Saved entries =
::::::

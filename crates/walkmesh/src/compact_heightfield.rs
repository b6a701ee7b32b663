//! The [`CompactHeightfield`] holds the open space above the walkable spans of a [`Heightfield`],
//! linked to their neighbors in the four cardinal directions.

use thiserror::Error;

use crate::{
    Aabb3d,
    compact_cell::CompactCell,
    compact_span::CompactSpan,
    heightfield::Heightfield,
    math::{dir_offset_x, dir_offset_z},
    region::RegionId,
    span::{AreaType, Span},
};

/// A packed representation of a [`Heightfield`].
/// Only walkable spans are kept, each describing the open space above it.
#[derive(Debug, Clone)]
#[cfg_attr(feature = "serialize", derive(serde::Serialize, serde::Deserialize))]
pub struct CompactHeightfield {
    /// The width of the heightfield along the x-axis in cell units
    pub width: u16,
    /// The height of the heightfield along the z-axis in cell units
    pub height: u16,
    /// The walkable height used during the build of the field
    pub walkable_height: u16,
    /// The walkable climb used during the build of the field.
    pub walkable_climb: u16,
    /// The AABB border size used during the build of the field.
    pub border_size: u16,
    /// The maximum distance value of any span within the field.
    pub max_distance: u16,
    /// The maximum region id of any span within the field.
    pub max_region: RegionId,
    /// The AABB of the heightfield
    pub aabb: Aabb3d,
    /// The size of each cell on the xz-plane
    pub cell_size: f32,
    /// The size of each cell along the y-axis
    pub cell_height: f32,
    /// The cells in the heightfield [Size: `width * height`]
    pub cells: Vec<CompactCell>,
    /// All walkable spans in the heightfield
    pub spans: Vec<CompactSpan>,
    /// Vector containing border distance data. [Size: `spans.len()`]
    /// Empty until [`CompactHeightfield::build_distance_field`] ran.
    pub dist: Vec<u16>,
    /// Vector containing area type data. [Size: `spans.len()`]
    pub areas: Vec<AreaType>,
}

impl Heightfield {
    /// Builds a compact heightfield from this heightfield.
    /// See [`CompactHeightfield::from_heightfield`].
    pub fn into_compact(
        self,
        walkable_height: u16,
        walkable_climb: u16,
    ) -> Result<CompactHeightfield, CompactHeightfieldError> {
        CompactHeightfield::from_heightfield(self, walkable_height, walkable_climb)
    }
}

impl CompactHeightfield {
    /// The largest relative index a neighbor span can have inside its column.
    const MAX_LAYERS: u8 = CompactSpan::NOT_CONNECTED - 1;

    /// Builds a compact heightfield from a heightfield.
    ///
    /// Two neighboring spans are connected if the open space they share is at least `walkable_height` high
    /// and their floors are at most `walkable_climb` apart.
    ///
    /// # Errors
    ///
    /// Returns an error if the heightfield has too many layers.
    pub fn from_heightfield(
        heightfield: Heightfield,
        walkable_height: u16,
        walkable_climb: u16,
    ) -> Result<Self, CompactHeightfieldError> {
        let walkable_span_count = heightfield.walkable_span_count();
        let mut compact_heightfield = Self {
            width: heightfield.width,
            height: heightfield.height,
            walkable_height,
            walkable_climb,
            border_size: 0,
            aabb: heightfield.aabb,
            max_distance: 0,
            max_region: RegionId::NONE,
            cell_size: heightfield.cell_size,
            cell_height: heightfield.cell_height,
            cells: vec![
                CompactCell::default();
                heightfield.width as usize * heightfield.height as usize
            ],
            spans: vec![CompactSpan::default(); walkable_span_count],
            dist: Vec::new(),
            areas: vec![AreaType::NOT_WALKABLE; walkable_span_count],
        };
        compact_heightfield.aabb.max.y += walkable_height as f32 * heightfield.cell_height;

        let mut span_index = 0_usize;
        // Fill in cells and spans.
        for z in 0..heightfield.height {
            for x in 0..heightfield.width {
                let column_index = heightfield.column_index(x, z);
                let cell = &mut compact_heightfield.cells[column_index];
                cell.set_index(span_index as u32);
                for span in heightfield.column_spans(x, z) {
                    if !span.area().is_walkable() {
                        continue;
                    }
                    if cell.count() == u8::MAX {
                        return Err(CompactHeightfieldError::TooManySpansInColumn { x, z });
                    }
                    let bot = span.max();
                    let top = span
                        .next()
                        .map_or(Span::MAX_HEIGHT, |next| heightfield.span(next).min());
                    let compact_span = &mut compact_heightfield.spans[span_index];
                    compact_span.y = bot;
                    compact_span.set_height(top.saturating_sub(bot).min(u8::MAX.into()) as u8);
                    compact_heightfield.areas[span_index] = span.area();
                    span_index += 1;
                    cell.inc_count();
                }
            }
        }

        // Find neighbour connections.
        let mut max_layer_index = 0_usize;
        for z in 0..compact_heightfield.height {
            for x in 0..compact_heightfield.width {
                let cell = *compact_heightfield.cell_at(x, z);
                for i in cell.index_range() {
                    let span = compact_heightfield.spans[i].clone();
                    for dir in 0..4_u8 {
                        compact_heightfield.spans[i].set_con(dir, None);
                        let neighbor_x = x as i32 + dir_offset_x(dir) as i32;
                        let neighbor_z = z as i32 + dir_offset_z(dir) as i32;
                        // First check that the neighbour cell is in bounds.
                        if !heightfield.contains(neighbor_x, neighbor_z) {
                            continue;
                        }

                        // Iterate over all neighbour spans and check if any of them is
                        // accessible from the current cell.
                        let neighbor_cell =
                            *compact_heightfield.cell_at(neighbor_x as u16, neighbor_z as u16);
                        for k in neighbor_cell.index_range() {
                            let neighbor_span = &compact_heightfield.spans[k];
                            let bot = span.y.max(neighbor_span.y) as i32;
                            let top = (span.y as i32 + span.height() as i32)
                                .min(neighbor_span.y as i32 + neighbor_span.height() as i32);

                            // Check that the gap between the spans is walkable,
                            // and that the climb height between the gaps is not too high.
                            let is_walkable = top - bot >= walkable_height as i32;
                            let is_climbable = (neighbor_span.y as i32 - span.y as i32).abs()
                                <= walkable_climb as i32;
                            if !is_walkable || !is_climbable {
                                continue;
                            }
                            // Mark direction as walkable.
                            let layer_index = k - neighbor_cell.index() as usize;
                            if layer_index > Self::MAX_LAYERS as usize {
                                max_layer_index = max_layer_index.max(layer_index);
                                continue;
                            }
                            compact_heightfield.spans[i].set_con(dir, Some(layer_index as u8));
                            break;
                        }
                    }
                }
            }
        }
        if max_layer_index > Self::MAX_LAYERS as usize {
            return Err(CompactHeightfieldError::TooManyLayers {
                max_layer_index: Self::MAX_LAYERS,
                layer_index: max_layer_index,
            });
        }
        Ok(compact_heightfield)
    }

    #[inline]
    pub(crate) fn column_index(&self, x: u16, z: u16) -> usize {
        x as usize + z as usize * self.width as usize
    }

    /// Returns the cell at the given coordinates. Returns `None` if the coordinates are invalid.
    #[inline]
    pub fn get_cell_at(&self, x: u16, z: u16) -> Option<&CompactCell> {
        if x >= self.width || z >= self.height {
            return None;
        }
        self.cells.get(self.column_index(x, z))
    }

    /// Returns the cell at the given coordinates. Panics if the coordinates are invalid.
    #[inline]
    pub fn cell_at(&self, x: u16, z: u16) -> &CompactCell {
        &self.cells[self.column_index(x, z)]
    }

    /// Returns the index of the span connected to `span` in the given direction.
    /// `x` and `z` are the coordinates of the column `span` lives in.
    ///
    /// The caller must make sure the span is connected in that direction, see [`CompactSpan::con`].
    #[inline]
    pub(crate) fn con_index(&self, x: i32, z: i32, direction: u8, con: u8) -> usize {
        let neighbor_x = x + dir_offset_x(direction) as i32;
        let neighbor_z = z + dir_offset_z(direction) as i32;
        self.cells[neighbor_x as usize + neighbor_z as usize * self.width as usize].index() as usize
            + con as usize
    }

    /// Returns the column and index of the span connected to the span at `index` in the given direction.
    #[inline]
    pub(crate) fn neighbor(&self, x: i32, z: i32, index: usize, direction: u8) -> Option<(i32, i32, usize)> {
        let con = self.spans[index].con(direction)?;
        Some((
            x + dir_offset_x(direction) as i32,
            z + dir_offset_z(direction) as i32,
            self.con_index(x, z, direction, con),
        ))
    }

    /// Iterates over all spans, yielding their column coordinates and index.
    pub fn iter_spans(&self) -> impl Iterator<Item = (u16, u16, usize)> + '_ {
        (0..self.height).flat_map(move |z| {
            (0..self.width).flat_map(move |x| {
                self.cell_at(x, z)
                    .index_range()
                    .map(move |index| (x, z, index))
            })
        })
    }
}

/// Errors that can occur when building a compact heightfield.
#[derive(Error, Debug, Clone, PartialEq, Eq)]
pub enum CompactHeightfieldError {
    /// The heightfield has too many layers.
    #[error(
        "Heightfield has too many layers. Max layer index is {max_layer_index}, but got {layer_index}"
    )]
    TooManyLayers {
        /// The maximum layer index.
        max_layer_index: u8,
        /// The layer index that caused the error.
        layer_index: usize,
    },
    /// A single column holds more walkable spans than a cell can address.
    #[error("Column at x={x}, z={z} has more than 255 walkable spans")]
    TooManySpansInColumn {
        /// The x-coordinate of the column
        x: u16,
        /// The z-coordinate of the column
        z: u16,
    },
}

::::::

TASK BRIEF = The answer should be all lines from the entries above that hold the word "default".

EXERCISE ANSWER =
                CompactCell::default();
            spans: vec![CompactSpan::default(); walkable_span_count],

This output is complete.